CPT code 26492 is a medical billing code for a tendon transfer procedure that involves using a graft to repair or reconstruct tendons.
CPT code 26492 is a procedure that involves the surgical transfer of a tendon, which may include the use of a graft. This procedure is typically performed to restore function or improve movement in a joint or limb by repositioning a tendon to a new location, often to compensate for a damaged or non-functioning tendon. The use of a graft may be necessary to reinforce the tendon or to bridge a gap where the tendon has been injured or removed.
When billing for the CPT code 26492 (Tendon transfer with graft), several modifiers may be applicable depending on the specific circumstances of the procedure. Here is a list of potential modifiers that could be used:
1. Modifier 50 - Bilateral Procedure: This modifier indicates that the procedure was performed on both sides of the body.
2. Modifier 51 - Multiple Procedures: This modifier is used when multiple procedures are performed during the same session, indicating that the primary procedure is being billed along with additional procedures.
3. Modifier 58 - Staged or Related Procedure or Service by the Same Physician During the Postoperative Period: This modifier is applicable if the tendon transfer is part of a staged procedure or if it is a related procedure performed during the postoperative period of a previous surgery.
4. Modifier 59 - Distinct Procedural Service: This modifier is used to indicate that the procedure is distinct or independent from other services performed on the same day.
5. Modifier 76 - Repeat Procedure by Same Physician: This modifier is appropriate if the tendon transfer with graft is repeated on the same day by the same physician.
6. Modifier 78 - Unplanned Return to the Operating/Procedure Room by the Same Physician Following Initial Procedure for a Related Procedure: This modifier is used if the patient requires an unplanned return to the operating room for a related procedure.
7. Modifier 79 - Unrelated Procedure or Service by the Same Physician During the Postoperative Period: This modifier indicates that a procedure unrelated to the original procedure is performed during the postoperative period.
8. Modifier RT - Right Side: This modifier specifies that the procedure was performed on the right side of the body.
9. Modifier LT - Left Side: This modifier indicates that the procedure was performed on the left side of the body.
10. Modifier 22 - Increased Procedural Services: This modifier may be used if the procedure required significantly more work than typically required.

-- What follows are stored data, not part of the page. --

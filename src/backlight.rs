//! Making sure the laptop panel is actually lit
//!
//! Some machines come back from an external-only setup with the backlight at
//! zero. Best effort: every problem is logged and swallowed.

use tracing::{info, warn};

use crate::constants::backlight::FULL_BRIGHTNESS;
use crate::error::{Error, Result, ToolFailure};
use crate::external;

pub struct Backlight {
    program: String,
}

impl Backlight {
    pub fn new(program: impl Into<String>) -> Self {
        Self {
            program: program.into(),
        }
    }

    /// Current brightness as reported by `-get`
    pub fn get(&self) -> Result<f64> {
        let stdout = external::check_output(&self.program, &["-get".to_string()])?;
        stdout
            .trim()
            .parse()
            .map_err(|_| external::unexpected_output(&self.program, &stdout))
    }

    pub fn set(&self, percent: &str) -> Result<()> {
        external::check_output(&self.program, &["-set".to_string(), percent.to_string()])
            .map(|_| ())
    }

    /// Switch to full brightness if the backlight is off. `Ok(true)` when it
    /// had to be switched on.
    pub fn ensure_on(&self) -> Result<bool> {
        let current = self.get()?;
        if current == 0.0 {
            info!(program = %self.program, "Backlight is off, turning it on");
            self.set(FULL_BRIGHTNESS)?;
            return Ok(true);
        }
        Ok(false)
    }

    /// [`Self::ensure_on`], reporting failures as warnings
    pub fn turn_on(&self) {
        match self.ensure_on() {
            Ok(_) => {}
            Err(Error::ExternalTool {
                failure: ToolFailure::NotFound,
                ..
            }) => warn!(
                "{} has not been found, unable to turn your laptop backlight on.",
                self.program
            ),
            Err(e) => warn!(
                error = %e,
                "{} returned an error while attempting to turn your laptop backlight on.",
                self.program
            ),
        }
    }
}
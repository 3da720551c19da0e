//! Application-wide constants
//!
//! Connector names, external tool names and file locations used throughout
//! the application, kept in one place.

/// Internal panel auto-detection
pub mod connectors {
    /// Interface prefixes used by laptop panels (LVDS on older hardware, eDP on newer)
    pub const INTERNAL_PREFIXES: &[&str] = &["LVDS", "eDP"];

    /// Suffixes drivers append to the interface name
    pub const INTERNAL_SUFFIXES: &[&str] = &["", "0", "1", "-0", "-1"];
}

/// External programs we shell out to
pub mod tools {
    /// Applies the computed layout
    pub const XRANDR: &str = "xrandr";

    /// Queries and sets the laptop backlight
    pub const XBACKLIGHT: &str = "xbacklight";

    /// Dialog helper used by the zenity frontend
    pub const ZENITY: &str = "zenity";
}

/// Backlight handling
pub mod backlight {
    /// Brightness (percent) set when the backlight was found switched off
    pub const FULL_BRIGHTNESS: &str = "100";
}

/// Config file location
pub mod config {
    /// File name inside the user's home directory
    pub const FILENAME: &str = ".dsl.conf";

    /// Key naming the internal connector (exactly one value)
    pub const INTERNAL_CONNECTOR: &str = "internalConnector";

    /// Key restricting which connectors count as external
    pub const EXTERNAL_CONNECTORS: &str = "externalConnectors";
}

/// RandR protocol requirements
pub mod randr {
    /// GetScreenResourcesCurrent needs RandR 1.3
    pub const MAJOR_VERSION: u32 = 1;
    pub const MINOR_VERSION: u32 = 3;
}

/// Process exit codes
pub mod exit {
    /// User dismissed the interactive setup
    pub const CANCELLED: u8 = 1;
}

It is essential to select the appropriate modifier(s) based on the specific circumstances of the procedure to ensure accurate billing and compliance with payer requirements.

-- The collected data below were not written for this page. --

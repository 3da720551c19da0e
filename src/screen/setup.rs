use tracing::info;

use super::{RelativeScreenPosition, Resolution, ScreenSituation};
use crate::error::{Error, Result};
use crate::frontend::Frontend;

/// The chosen configuration. At least one screen is always enabled and a
/// relative position exists only when both are.
#[derive(Debug, Clone, Copy, PartialEq, Eq)]
pub struct ScreenSetup {
    int_resolution: Option<Resolution>,
    ext_resolution: Option<Resolution>,
    rel_position: Option<RelativeScreenPosition>,
}

impl ScreenSetup {
    pub fn internal_only(res: Resolution) -> Self {
        Self {
            int_resolution: Some(res),
            ext_resolution: None,
            rel_position: None,
        }
    }

    pub fn external_only(res: Resolution) -> Self {
        Self {
            int_resolution: None,
            ext_resolution: Some(res),
            rel_position: None,
        }
    }

    pub fn both(
        int_res: Resolution,
        ext_res: Resolution,
        position: RelativeScreenPosition,
    ) -> Self {
        Self {
            int_resolution: Some(int_res),
            ext_resolution: Some(ext_res),
            rel_position: Some(position),
        }
    }

    pub fn mirror(res: Resolution) -> Self {
        Self::both(res, res, RelativeScreenPosition::Mirror)
    }

    pub fn int_resolution(&self) -> Option<Resolution> {
        self.int_resolution
    }

    pub fn ext_resolution(&self) -> Option<Resolution> {
        self.ext_resolution
    }

    pub fn rel_position(&self) -> Option<RelativeScreenPosition> {
        self.rel_position
    }
}

/// What the command line asked for
#[derive(Debug, Clone, Copy, Default, PartialEq, Eq)]
pub struct Directives {
    pub internal_only: bool,
    pub external_only: bool,
    pub rel_position: Option<RelativeScreenPosition>,
}

/// Decide the setup. Falls through to the frontend only when the directives
/// leave the choice open; `Ok(None)` means the user cancelled there.
pub fn build_setup(
    situation: &ScreenSituation,
    directives: &Directives,
    frontend: &mut dyn Frontend,
) -> Result<Option<ScreenSetup>> {
    let internal = situation.internal_resolutions()[0];
    let external = match situation.external_resolutions() {
        Some(resolutions) if !directives.internal_only => resolutions[0],
        _ => {
            info!(resolution = %internal, "Using internal screen only");
            return Ok(Some(ScreenSetup::internal_only(internal)));
        }
    };

    if directives.external_only {
        info!(resolution = %external, "Using external screen only");
        return Ok(Some(ScreenSetup::external_only(external)));
    }

    match directives.rel_position {
        Some(RelativeScreenPosition::Mirror) => {
            let res = situation
                .common_resolutions()
                .first()
                .copied()
                .ok_or(Error::NoCommonResolution)?;
            info!(resolution = %res, "Mirroring screens");
            Ok(Some(ScreenSetup::mirror(res)))
        }
        Some(position) => {
            info!(%internal, %external, %position, "Using both screens");
            Ok(Some(ScreenSetup::both(internal, external, position)))
        }
        None => {
            info!(frontend = frontend.name(), "Asking the user");
            frontend.setup(situation)
        }
    }
}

CPT code 26492 is reimbursed by Medicare, but the reimbursement is subject to specific conditions outlined in the Medicare Physician Fee Schedule (MPFS). The MPFS provides a comprehensive list of services covered by Medicare, along with the corresponding reimbursement rates. However, it is important to note that the final determination of reimbursement for CPT code 26492 can also depend on the policies of the Medicare Administrative Contractor (MAC) for your region. MACs are responsible for processing Medicare claims and may have additional local coverage determinations (LCDs) that affect whether and how a particular CPT code is reimbursed. Therefore, it is advisable to consult both the MPFS and your regional MAC for the most accurate and up-to-date information regarding the reimbursement of CPT code 26492.